We brought the bikes inside to get them out of the rain. Then we returned to the well room, which was the only room Nuanez Li used anymore. He had gone in ahead of us, and we found him waiting there with the light turned on, looking forlorn as he stood before the open door of a small cabinet. “There’s only kibble,” he said softly. “It’s not fresh.”
Kibble is a wayfarer’s food, made of a strain of kobold that can eat almost anything organic. The kobold’s body swells into a marble-sized pellet of protein. Then the head and legs die and fall off, leaving a protein pellet encased in a sweetened carbohydrate shell. Kibble can last for months, and apparently that was how Nuanez cultivated it: in large batches in a back room of the temple whenever he could get the carcass of a wild calf, or gather enough fallen leaves to make a compost heap.

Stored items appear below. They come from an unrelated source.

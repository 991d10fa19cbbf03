/// Shared kernel - error types and common aliases
pub mod error;
pub mod result;

pub use result::Result;
impl GitHubEnvironment {
    pub fn from_process_env() -> Result<Self> {
        Self::from_vars(|key| std::env::var(key).ok())
    }

    /// Reads the `GITHUB_*` variables through `lookup`
    pub fn from_vars<F>(lookup: F) -> Result<Self>
    where
        F: Fn(&str) -> Option<String>,
    {
        let get = |key: &str| lookup(key).filter(|v| !v.trim().is_empty());

        let run_id = match get("GITHUB_RUN_ID") {
            Some(raw) => Some(
                raw.trim()
                    .parse::<u64>()
                    .map_err(|_| invalid(format!("GITHUB_RUN_ID is not a number: {}", raw)))?,
            ),
            None => None,
        };

        let event_name = get("GITHUB_EVENT_NAME");
        let pull_request = match (event_name.as_deref(), get("GITHUB_EVENT_PATH")) {
            (Some(name), Some(path)) if is_pull_request_event(name) => {
                read_pull_request(Path::new(&path))?
            }
            _ => None,
        };

        Ok(Self {
            event_name,
            repository: get("GITHUB_REPOSITORY"),
            run_id,
            job: get("GITHUB_JOB"),
            api_url: get("GITHUB_API_URL"),
            step_summary: get("GITHUB_STEP_SUMMARY").map(PathBuf::from),
            pull_request,
        })
    }

    /// The pull request under review, when the run was triggered by one and
    /// every identifying value is available
    pub fn pull_request_context(&self) -> Option<PullRequestContext> {
        if !self.event_name.as_deref().is_some_and(is_pull_request_event) {
            return None;
        }
        let (number, head_ref) = self.pull_request.clone()?;
        let (owner, repo) = self.repository.as_deref()?.split_once('/')?;
        match (self.run_id, self.job.clone()) {
            (Some(run_id), Some(job)) => Some(PullRequestContext {
                owner: owner.to_string(),
                repo: repo.to_string(),
                number,
                head_ref,
                run_id,
                job,
            }),
            _ => {
                tracing::warn!("Pull request event without GITHUB_RUN_ID or GITHUB_JOB, pull request handling disabled");
                None
            }
        }
    }
}

fn is_pull_request_event(name: &str) -> bool {
    matches!(name, "pull_request" | "pull_request_target")
}

fn read_pull_request(path: &Path) -> Result<Option<(u64, String)>> {
    let content = std::fs::read_to_string(path)
        .with_context(|| format!("Failed to read workflow event payload: {}", path.display()))?;
    let payload: EventPayload = serde_json::from_str(&content)
        .with_context(|| format!("Failed to parse workflow event payload: {}", path.display()))?;
    Ok(payload.pull_request.map(|pr| (pr.number, pr.head.head_ref)))
}

/// Splits packager options on whitespace; double-quoted parts stay together
pub fn split_build_options(options: &str) -> Vec<String> {
    let mut parts = Vec::new();
    let mut current = String::new();
    let mut quoted = false;
    let mut pending = false;

    for c in options.chars() {
        match c {
            '"' => {
                quoted = !quoted;
                pending = true;
            }
            c if c.is_whitespace() && !quoted => {
                if pending {
                    parts.push(std::mem::take(&mut current));
                    pending = false;
                }
            }
            c => {
                current.push(c);
                pending = true;
            }
        }
    }
    if pending {
        parts.push(current);
    }
    parts
}

/// Connection settings of the scan controller
#[derive(Debug, Clone, PartialEq, Eq)]
pub struct SastConnection {
    pub url: String,
    pub client_token: String,
    pub packager_path: Option<PathBuf>,
}

/// PipelineConfig - everything a run needs, resolved once
#[derive(Debug, Clone)]
pub struct PipelineConfig {
    pub ssc_url: String,
    pub ssc_token: String,
    /// Set when a scan was requested
    pub sast: Option<SastConnection>,
    pub github_token: Option<String>,
    pub github_api_url: Option<String>,
    pub step_summary: Option<PathBuf>,
    pub request: PipelineRequest,
}

fn required(value: Option<String>, flag: &str) -> Result<String> {
    value
        .filter(|v| !v.trim().is_empty())
        .ok_or_else(|| invalid(format!("--{} is required", flag)))
}

impl PipelineConfig {
    /// Flags (and their environment variables) override the config file
    pub fn resolve(args: &Args, file: Option<ConfigFile>, github: &GitHubEnvironment) -> Result<Self> {
        let file = file.unwrap_or_default();

        let ssc_url = required(args.ssc_url.clone().or(file.ssc_url), "ssc-url")?;
        let app = required(args.ssc_app.clone().or(file.ssc_app), "ssc-app")?;
        let version = required(args.ssc_version.clone().or(file.ssc_version), "ssc-version")?;
        let ssc_token = required(args.ssc_token.clone(), "ssc-token")?;

        let pull_request = github.pull_request_context();

        let mut provision = ProvisionRequest::new(VersionRef::new(app.clone(), version)?);
        let source_app = args.ssc_source_app.clone().or(file.ssc_source_app);
        let source_version = args.ssc_source_version.clone().or(file.ssc_source_version);
        provision.source = match (source_version, &pull_request) {
            (Some(source_version), _) => {
                Some(VersionRef::new(source_app.unwrap_or_else(|| app.clone()), source_version)?)
            }
            (None, Some(context)) => Some(VersionRef::new(
                source_app.unwrap_or_else(|| app.clone()),
                context.head_ref.clone(),
            )?),
            (None, None) => None,
        };
        provision.copy_vulnerabilities = args.copy_vulns || file.copy_vulns.unwrap_or(false);
        provision.issue_template = args.issue_template.clone().or(file.issue_template);
        provision.attributes = if args.attributes.is_empty() {
            file.attributes
                .unwrap_or_default()
                .iter()
                .map(|a| a.parse::<AttributeAssignment>())
                .collect::<std::result::Result<Vec<_>, _>>()?
        } else {
            args.attributes.clone()
        };

        let mut request = PipelineRequest::new(provision, ssc_url.clone());

        let sast_scan = args.sast_scan || file.sast_scan.unwrap_or(false);
        let sast = if sast_scan {
            let url = required(args.sast_url.clone().or(file.sast_url), "sast-url")?;
            let client_token = required(args.sast_client_token.clone(), "sast-client-token")?;
            let options = args
                .sast_build_options
                .clone()
                .or(file.sast_build_options)
                .unwrap_or_default();
            request.sast_scan = Some(ScanRequest {
                build_options: split_build_options(&options),
            });
            Some(SastConnection {
                url,
                client_token,
                packager_path: args.packager_path.clone().or(file.packager_path),
            })
        } else {
            None
        };

        let tag_guid = args.commit_tag_guid.clone().or(file.commit_tag_guid);
        request.tagging = match (tag_guid, args.commit_sha.clone()) {
            (Some(tag_guid), Some(value)) => Some(TagRequest { tag_guid, value }),
            (Some(_), None) => {
                tracing::warn!("Commit custom tag configured without a commit SHA, tagging disabled");
                None
            }
            _ => None,
        };

        let action = match args.gate_action {
            Some(action) => action,
            None => match file.gate_action {
                Some(raw) => raw.parse::<GateAction>().map_err(invalid)?,
                None => GateAction::default(),
            },
        };
        request.gate = GateRequest {
            filter_set: args
                .gate_filterset
                .clone()
                .or(file.gate_filterset)
                .unwrap_or_else(|| DEFAULT_FILTER_SET.to_string()),
            action,
        };
        request.summary_filter_set = args
            .summary_filterset
            .clone()
            .or(file.summary_filterset)
            .unwrap_or_else(|| DEFAULT_FILTER_SET.to_string());

        request.poll = resolve_poll(args, file.poll.unwrap_or_default());

        let max_concurrency = args
            .max_concurrency
            .or(file.max_concurrency)
            .unwrap_or(DEFAULT_MAX_CONCURRENCY);
        if max_concurrency == 0 {
            return Err(invalid("--max-concurrency must be at least 1"));
        }
        request.max_concurrency = max_concurrency;

        let duplicate = match args.on_duplicate_match {
            Some(policy) => policy,
            None => match file.on_duplicate_match {
                Some(raw) => raw.parse::<DuplicateMatchArg>().map_err(invalid)?,
                None => DuplicateMatchArg::LowestId,
            },
        };
        request.duplicate_policy = duplicate.into();
        request.pull_request = pull_request;

        Ok(Self {
            ssc_url,
            ssc_token,
            sast,
            github_token: args.github_token.clone().filter(|t| !t.trim().is_empty()),
            github_api_url: github.api_url.clone(),
            step_summary: github.step_summary.clone(),
            request,
        })
    }
}

fn resolve_poll(args: &Args, file: PollConfig) -> PollSettings {
    let defaults = PollSettings::default();
    let seconds = |flag: Option<u64>, file: Option<u64>, default: Duration| {
        flag.or(file).map(Duration::from_secs).unwrap_or(default)
    };
    PollSettings {
        scan_interval: seconds(args.scan_poll_interval, file.scan_interval, defaults.scan_interval),
        artifact_interval: seconds(
            args.artifact_poll_interval,
            file.artifact_interval,
            defaults.artifact_interval,
        ),
        checks_interval: seconds(
            args.checks_poll_interval,
            file.checks_interval,
            defaults.checks_interval,
        ),
        max_attempts: args.max_poll_attempts.or(file.max_attempts),
    }
}
/// Type alias for Result with anyhow::Error as the error type.
/// This provides a consistent error handling pattern across the codebase.
pub type Result<T> = std::result::Result<T, anyhow::Error>;
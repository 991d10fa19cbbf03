use crate::shared::error::PipelineError;
use std::fmt;
use std::str::FromStr;

/// One `Name=value` attribute assignment applied to a new version.
///
/// Multi-valued attributes carry a comma separated value list.
#[derive(Debug, Clone, PartialEq, Eq)]
pub struct AttributeAssignment {
    name: String,
    value: String,
}

impl AttributeAssignment {
    pub fn new(name: impl Into<String>, value: impl Into<String>) -> Self {
        Self {
            name: name.into(),
            value: value.into(),
        }
    }

    pub fn name(&self) -> &str {
        &self.name
    }

    pub fn value(&self) -> &str {
        &self.value
    }

    /// Individual values for multi-valued attributes
    pub fn values(&self) -> Vec<&str> {
        self.value
            .split(',')
            .map(str::trim)
            .filter(|v| !v.is_empty())
            .collect()
    }
}

impl FromStr for AttributeAssignment {
    type Err = PipelineError;

    fn from_str(s: &str) -> Result<Self, Self::Err> {
        let (name, value) = s.split_once('=').ok_or_else(|| PipelineError::Validation {
            message: format!("Attribute '{}' must be written as Name=value", s),
        })?;
        let name = name.trim();
        if name.is_empty() {
            return Err(PipelineError::Validation {
                message: format!("Attribute '{}' has an empty name", s),
            });
        }
        Ok(Self::new(name, value.trim()))
    }
}

impl fmt::Display for AttributeAssignment {
    fn fmt(&self, f: &mut fmt::Formatter<'_>) -> fmt::Result {
        write!(f, "{}={}", self.name, self.value)
    }
}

“We have other food,” Liam said. “If you’ll permit it, we’d be honored to provide dinner tonight.”
Nuanez looked close to tears at this suggestion, and I could not tell if it was because he felt ashamed, or because he was moved to be with other players again. Liam nodded, pretending Nuanez had assented. Then he went to fetch our road packets from the bikes and Nuanez went with him.
When they came back Nuanez carried all the packets himself, looking as pleased as a child on his birthday. He sat beside me at the table and sorted through them again and again, admiring the labels, and the listed contents. Liam encouraged him to choose whichever he wanted and that took another ten minutes until finally I said I should cover his eyes and let him pick blindly. He agreed that would be best and afterward he ate with his eyes closed, and a look of bliss upon his face. None of us had the heart to disturb him, so it was a silent dinner, requiring only a few minutes to finish.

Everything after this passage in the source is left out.